DESCRIPTION OF THE TASK
Check each line of the records below for the word "removed" and copy those where it appears.

EXTRACTED ENTRIES
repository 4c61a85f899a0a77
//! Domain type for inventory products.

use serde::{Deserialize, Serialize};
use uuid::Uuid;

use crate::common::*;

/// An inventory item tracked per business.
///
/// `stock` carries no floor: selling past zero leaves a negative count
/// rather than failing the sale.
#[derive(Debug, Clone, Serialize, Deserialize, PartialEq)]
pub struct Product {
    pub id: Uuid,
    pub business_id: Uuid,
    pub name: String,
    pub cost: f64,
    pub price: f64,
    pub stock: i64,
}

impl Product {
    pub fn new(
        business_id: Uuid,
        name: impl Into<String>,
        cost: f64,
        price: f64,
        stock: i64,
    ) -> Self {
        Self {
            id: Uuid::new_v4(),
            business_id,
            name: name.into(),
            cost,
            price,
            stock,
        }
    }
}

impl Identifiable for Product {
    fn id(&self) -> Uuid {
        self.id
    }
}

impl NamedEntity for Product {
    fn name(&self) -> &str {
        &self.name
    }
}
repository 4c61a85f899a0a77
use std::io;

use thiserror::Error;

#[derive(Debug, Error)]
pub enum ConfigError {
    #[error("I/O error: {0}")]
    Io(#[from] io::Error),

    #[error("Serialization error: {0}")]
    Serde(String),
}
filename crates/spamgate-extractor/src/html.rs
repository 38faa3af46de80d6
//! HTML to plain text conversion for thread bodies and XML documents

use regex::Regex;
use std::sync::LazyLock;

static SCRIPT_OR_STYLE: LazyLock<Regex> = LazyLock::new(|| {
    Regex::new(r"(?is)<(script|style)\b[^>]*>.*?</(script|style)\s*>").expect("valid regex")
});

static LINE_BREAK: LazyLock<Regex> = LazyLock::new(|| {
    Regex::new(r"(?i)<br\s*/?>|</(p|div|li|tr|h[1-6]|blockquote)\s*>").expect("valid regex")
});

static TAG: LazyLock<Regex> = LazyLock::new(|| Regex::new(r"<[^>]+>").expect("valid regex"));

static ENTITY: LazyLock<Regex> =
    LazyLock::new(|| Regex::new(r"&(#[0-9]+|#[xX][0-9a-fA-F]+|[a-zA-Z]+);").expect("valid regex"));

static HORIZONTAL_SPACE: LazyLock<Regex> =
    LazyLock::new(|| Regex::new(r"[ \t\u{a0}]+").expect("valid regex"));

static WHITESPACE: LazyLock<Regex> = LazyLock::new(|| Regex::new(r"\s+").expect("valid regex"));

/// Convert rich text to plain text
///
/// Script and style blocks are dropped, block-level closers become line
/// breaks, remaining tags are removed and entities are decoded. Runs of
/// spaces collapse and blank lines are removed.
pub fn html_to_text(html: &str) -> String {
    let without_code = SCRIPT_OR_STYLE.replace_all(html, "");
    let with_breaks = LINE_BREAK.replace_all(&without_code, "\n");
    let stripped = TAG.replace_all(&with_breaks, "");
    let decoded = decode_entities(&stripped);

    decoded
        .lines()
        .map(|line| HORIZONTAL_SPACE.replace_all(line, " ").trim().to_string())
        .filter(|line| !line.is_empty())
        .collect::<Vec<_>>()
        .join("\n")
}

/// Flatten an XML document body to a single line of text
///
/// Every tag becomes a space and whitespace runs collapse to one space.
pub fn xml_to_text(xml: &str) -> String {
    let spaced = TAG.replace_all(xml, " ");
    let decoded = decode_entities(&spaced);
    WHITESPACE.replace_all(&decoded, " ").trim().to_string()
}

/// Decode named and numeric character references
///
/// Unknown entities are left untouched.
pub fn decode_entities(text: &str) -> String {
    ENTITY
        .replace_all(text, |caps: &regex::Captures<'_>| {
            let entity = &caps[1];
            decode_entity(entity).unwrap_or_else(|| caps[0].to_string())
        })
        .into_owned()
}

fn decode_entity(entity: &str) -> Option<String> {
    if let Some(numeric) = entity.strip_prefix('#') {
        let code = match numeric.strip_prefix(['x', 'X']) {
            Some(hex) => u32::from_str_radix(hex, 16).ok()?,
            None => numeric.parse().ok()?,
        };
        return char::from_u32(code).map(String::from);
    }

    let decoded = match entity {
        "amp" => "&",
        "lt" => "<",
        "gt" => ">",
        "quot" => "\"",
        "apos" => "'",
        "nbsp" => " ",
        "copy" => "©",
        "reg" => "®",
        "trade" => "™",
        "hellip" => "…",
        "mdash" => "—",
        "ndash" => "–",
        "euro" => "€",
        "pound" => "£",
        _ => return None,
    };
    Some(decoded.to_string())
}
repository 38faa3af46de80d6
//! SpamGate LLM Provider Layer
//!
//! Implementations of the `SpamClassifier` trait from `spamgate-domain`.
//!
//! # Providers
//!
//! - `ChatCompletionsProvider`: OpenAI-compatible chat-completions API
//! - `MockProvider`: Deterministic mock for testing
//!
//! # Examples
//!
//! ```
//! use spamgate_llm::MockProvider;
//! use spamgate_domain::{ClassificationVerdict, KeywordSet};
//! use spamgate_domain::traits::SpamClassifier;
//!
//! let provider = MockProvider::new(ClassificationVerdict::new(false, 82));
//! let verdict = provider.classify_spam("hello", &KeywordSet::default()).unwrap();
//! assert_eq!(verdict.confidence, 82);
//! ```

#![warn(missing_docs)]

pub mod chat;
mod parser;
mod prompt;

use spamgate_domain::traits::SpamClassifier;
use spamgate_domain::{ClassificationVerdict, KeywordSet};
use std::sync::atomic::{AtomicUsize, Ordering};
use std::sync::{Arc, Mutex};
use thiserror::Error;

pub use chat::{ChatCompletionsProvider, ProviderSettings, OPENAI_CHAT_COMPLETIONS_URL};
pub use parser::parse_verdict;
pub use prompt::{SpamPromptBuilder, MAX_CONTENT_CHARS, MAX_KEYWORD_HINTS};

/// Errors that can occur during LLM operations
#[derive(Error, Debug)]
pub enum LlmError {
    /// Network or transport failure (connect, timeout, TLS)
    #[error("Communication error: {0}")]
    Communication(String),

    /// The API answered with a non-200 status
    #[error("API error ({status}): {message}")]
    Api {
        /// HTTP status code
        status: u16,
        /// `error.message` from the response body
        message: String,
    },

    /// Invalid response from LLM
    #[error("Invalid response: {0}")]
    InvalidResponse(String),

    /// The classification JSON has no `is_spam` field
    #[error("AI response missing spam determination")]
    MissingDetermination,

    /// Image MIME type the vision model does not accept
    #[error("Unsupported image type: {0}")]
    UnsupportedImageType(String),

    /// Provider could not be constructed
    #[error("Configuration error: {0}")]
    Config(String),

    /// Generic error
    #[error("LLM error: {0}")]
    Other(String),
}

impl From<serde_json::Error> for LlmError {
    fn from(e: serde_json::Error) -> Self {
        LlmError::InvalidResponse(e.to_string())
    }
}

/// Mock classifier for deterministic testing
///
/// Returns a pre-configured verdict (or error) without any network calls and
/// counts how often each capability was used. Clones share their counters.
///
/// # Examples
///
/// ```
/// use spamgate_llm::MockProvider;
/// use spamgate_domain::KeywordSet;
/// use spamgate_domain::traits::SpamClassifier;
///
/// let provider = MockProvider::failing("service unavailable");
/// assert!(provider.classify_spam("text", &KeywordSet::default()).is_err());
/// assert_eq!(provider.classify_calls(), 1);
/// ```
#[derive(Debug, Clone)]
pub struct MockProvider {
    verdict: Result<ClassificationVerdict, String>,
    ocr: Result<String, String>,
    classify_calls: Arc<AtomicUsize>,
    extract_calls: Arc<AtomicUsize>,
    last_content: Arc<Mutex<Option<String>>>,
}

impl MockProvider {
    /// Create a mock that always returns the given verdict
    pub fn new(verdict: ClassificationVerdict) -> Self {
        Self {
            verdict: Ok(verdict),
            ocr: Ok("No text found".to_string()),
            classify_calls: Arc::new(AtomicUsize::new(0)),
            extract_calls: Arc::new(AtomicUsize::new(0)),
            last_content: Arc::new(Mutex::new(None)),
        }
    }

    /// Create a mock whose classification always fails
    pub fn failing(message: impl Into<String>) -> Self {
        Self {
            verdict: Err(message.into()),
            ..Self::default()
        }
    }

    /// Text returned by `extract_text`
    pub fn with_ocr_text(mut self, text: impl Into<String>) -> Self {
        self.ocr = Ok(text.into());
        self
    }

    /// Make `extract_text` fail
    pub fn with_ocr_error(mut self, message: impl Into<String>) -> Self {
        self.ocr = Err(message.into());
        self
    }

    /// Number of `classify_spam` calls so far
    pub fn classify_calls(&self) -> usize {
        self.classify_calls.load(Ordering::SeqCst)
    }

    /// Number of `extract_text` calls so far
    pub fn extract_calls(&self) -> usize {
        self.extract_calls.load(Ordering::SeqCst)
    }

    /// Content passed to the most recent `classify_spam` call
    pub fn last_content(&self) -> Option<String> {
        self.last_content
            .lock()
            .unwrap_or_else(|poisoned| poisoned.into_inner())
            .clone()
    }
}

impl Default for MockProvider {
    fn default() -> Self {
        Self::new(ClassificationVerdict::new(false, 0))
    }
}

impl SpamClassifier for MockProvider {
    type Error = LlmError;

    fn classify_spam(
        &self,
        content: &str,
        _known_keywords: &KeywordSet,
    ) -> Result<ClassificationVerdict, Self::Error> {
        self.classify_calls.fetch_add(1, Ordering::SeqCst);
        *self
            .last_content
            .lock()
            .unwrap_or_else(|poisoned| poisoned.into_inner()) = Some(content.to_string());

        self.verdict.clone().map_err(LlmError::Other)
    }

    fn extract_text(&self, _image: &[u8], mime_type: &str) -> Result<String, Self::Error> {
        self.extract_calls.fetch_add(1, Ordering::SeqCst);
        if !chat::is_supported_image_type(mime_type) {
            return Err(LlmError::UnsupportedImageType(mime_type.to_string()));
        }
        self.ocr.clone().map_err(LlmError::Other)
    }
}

RESULT
/// breaks, remaining tags are removed and entities are decoded. Runs of
/// spaces collapse and blank lines are removed.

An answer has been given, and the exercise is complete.